Thermo Scientific™ T4 RNA Ligase (10 U/μl)

Beschreibung

T4 RNA Ligase katalysiert die ATP-abhängige intra- und intermolekulare Bildung von Phosphodiesterbindungen zwischen 5'-Phosphat und 3'-Hydroxyenden von Oligonukleotiden, einsträngiger RNA und DNA.

Das Substrat muss mindestens ein Nukleosid-3',5'-biphosphat für intermolekulare Reaktion und ein 8-Basen-Oligonukleotid für intramolekulare Reaktion sein.

• Quelle: E.-coli-Zellen mit einem geklonten Gen 63 von T4-Bakteriophagen
• Molekulargewicht: 43,6 kDa Monomer

• Die Abwesenheit von Ribonukleasen, Exo-, Endodesoxyribonukleasen und Phosphatasen wurde durch geeignete Qualitätstests bestätigt.

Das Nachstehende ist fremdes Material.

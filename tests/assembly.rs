//! Integration tests for bracket assembly and the bracket view.

use court_bracket::{
    assemble, bracket_view, can_match_start, BracketTopology, MatchStatus, MatchView, Player,
    PlayerSource, Side,
};

fn players(n: usize) -> Vec<Player> {
    (0..n).map(|i| Player::new(format!("P{i}"), i)).collect()
}

#[test]
fn one_pending_match_per_slot() {
    let topo = BracketTopology::knockout(16).unwrap();
    let matches = assemble("t1", &topo, &players(16));
    assert_eq!(matches.len(), 15);
    for m in matches.values() {
        assert_eq!(m.status, MatchStatus::Pending);
        assert!(m.sets.is_empty());
        assert_eq!(m.tournament_id, "t1");
        assert_eq!(m.next_match_id, topo.slot(&m.match_id).unwrap().next);
    }
}

#[test]
fn seeds_past_the_roster_stay_empty() {
    let topo = BracketTopology::knockout(8).unwrap();
    let matches = assemble("t1", &topo, &players(5));

    let r1m1 = &matches["r1m1"];
    assert_eq!(r1m1.player1.as_ref().unwrap().name, "P0");
    assert_eq!(r1m1.player2.as_ref().unwrap().name, "P1");
    assert_eq!(
        r1m1.player2.as_ref().unwrap().source,
        Some(PlayerSource::Registrant(1))
    );

    let r1m3 = &matches["r1m3"];
    assert_eq!(r1m3.player1.as_ref().unwrap().name, "P4");
    assert!(r1m3.player2.is_none());
    assert!(matches["r1m4"].is_vacuous());
    assert!(matches["r2m1"].is_vacuous());
    assert!(matches["r3m1"].is_vacuous());
}

#[test]
fn can_start_only_with_both_players() {
    let topo = BracketTopology::knockout(4).unwrap();
    let matches = assemble("t1", &topo, &players(3));
    assert!(can_match_start(&matches["r1m1"]));
    assert!(!can_match_start(&matches["r1m2"]));
    assert!(!can_match_start(&matches["r2m1"]));
}

#[test]
fn bracket_view_shows_each_slot_state() {
    let topo = BracketTopology::knockout(8).unwrap();
    let matches = assemble("t1", &topo, &players(5));
    let view = bracket_view(&topo, &matches);
    assert_eq!(view.len(), 3);
    assert_eq!(view[0].name, "Quarterfinals");

    let first = &view[0].matches;
    assert!(matches!(first[0], MatchView::Scheduled(_)));
    assert!(matches!(
        &first[2],
        MatchView::AwaitingPlayers { side: Side::Player1, player, .. } if player.name == "P4"
    ));
    assert!(matches!(&first[3], MatchView::Unscheduled { match_id } if match_id == "r1m4"));
    assert!(matches!(view[2].matches[0], MatchView::Unscheduled { .. }));
}

#[test]
fn bracket_view_serializes_with_kind_tag() {
    let topo = BracketTopology::knockout(2).unwrap();
    let matches = assemble("t1", &topo, &players(1));
    let json = serde_json::to_value(bracket_view(&topo, &matches)).unwrap();
    let slot = &json[0]["matches"][0];
    assert_eq!(slot["kind"], "awaiting_players");
    assert_eq!(slot["match_id"], "r1m1");
    assert_eq!(slot["side"], "player1");
}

• E.coli-Zellen mit einem klonierten Gen 63 des T4-Bakteriophagen

Molekulargewicht:

• 43,6 kDa Monomer

Definition der Aktivitätseinheit:

• Eine Einheit katalysiert die Bildung von 1 nmol von 5 ft-[³²P]-(A)_12-18 in einer phosphatasebeständigen Form in 30 Minuten bei 37°C.
• Die Enzymaktivität wird in folgender Mischung gemessen: 50 mM Tris-HCl (pH 7,5), 10 mM MgCl₂, 10 mM DTT, 1 mM ATP, 10 μM 5'-[³²P]-(A)_12-18 (10 μM in 5 ft.-Enden)

Lagerungspuffer:

• Das Enzym wird mit 20 mM Tris-HCl (pH 7,5), 1 mM DTT, 50 mM KCl, 0,1 mM EDTA, 0,03 % (v/v) ELUGENT Reinigungsmittel und 50 % (v/v) Glycerin geliefert

10X Reaction Buffer:

• 500 mM Tris-HCl (pH 7,5 bei 25°C), 100 mM MgCl₂, 100 mM DTT, 10 mM ATP

Hemmung und Inaktivierung:

• Hemmstoffe: Metallchelatoren, die SH-Gruppe modifizierende Reagenzien (8).
• Inaktivierung durch 10-minütiges Erhitzen auf 70°C.

Empfohlen für:

RNA 3'-Endmarkierung mit Cytidin 3',5'-bis [Alpha-32P]-Phosphat (1); Verbindung von RNA mit RNA (2); Synthese von Oligoribonukleotiden und Oligodeoxyribonukleotiden (3, 4); spezielle Modifikationen von tRNAs (5); Oligodeoxyribonukleotid-Ligation mit einzelsträngigen cDNAs für 5 ft. RACE (Rapid Amplification of cDNA Ends) (6); ortsspezifische Erzeugung von zusammengesetzten Primern für PCR (7)

Hinweis:

Die empfohlene BSA-Konzentration im Reaktionsgemisch beträgt 0,1 mg/ml.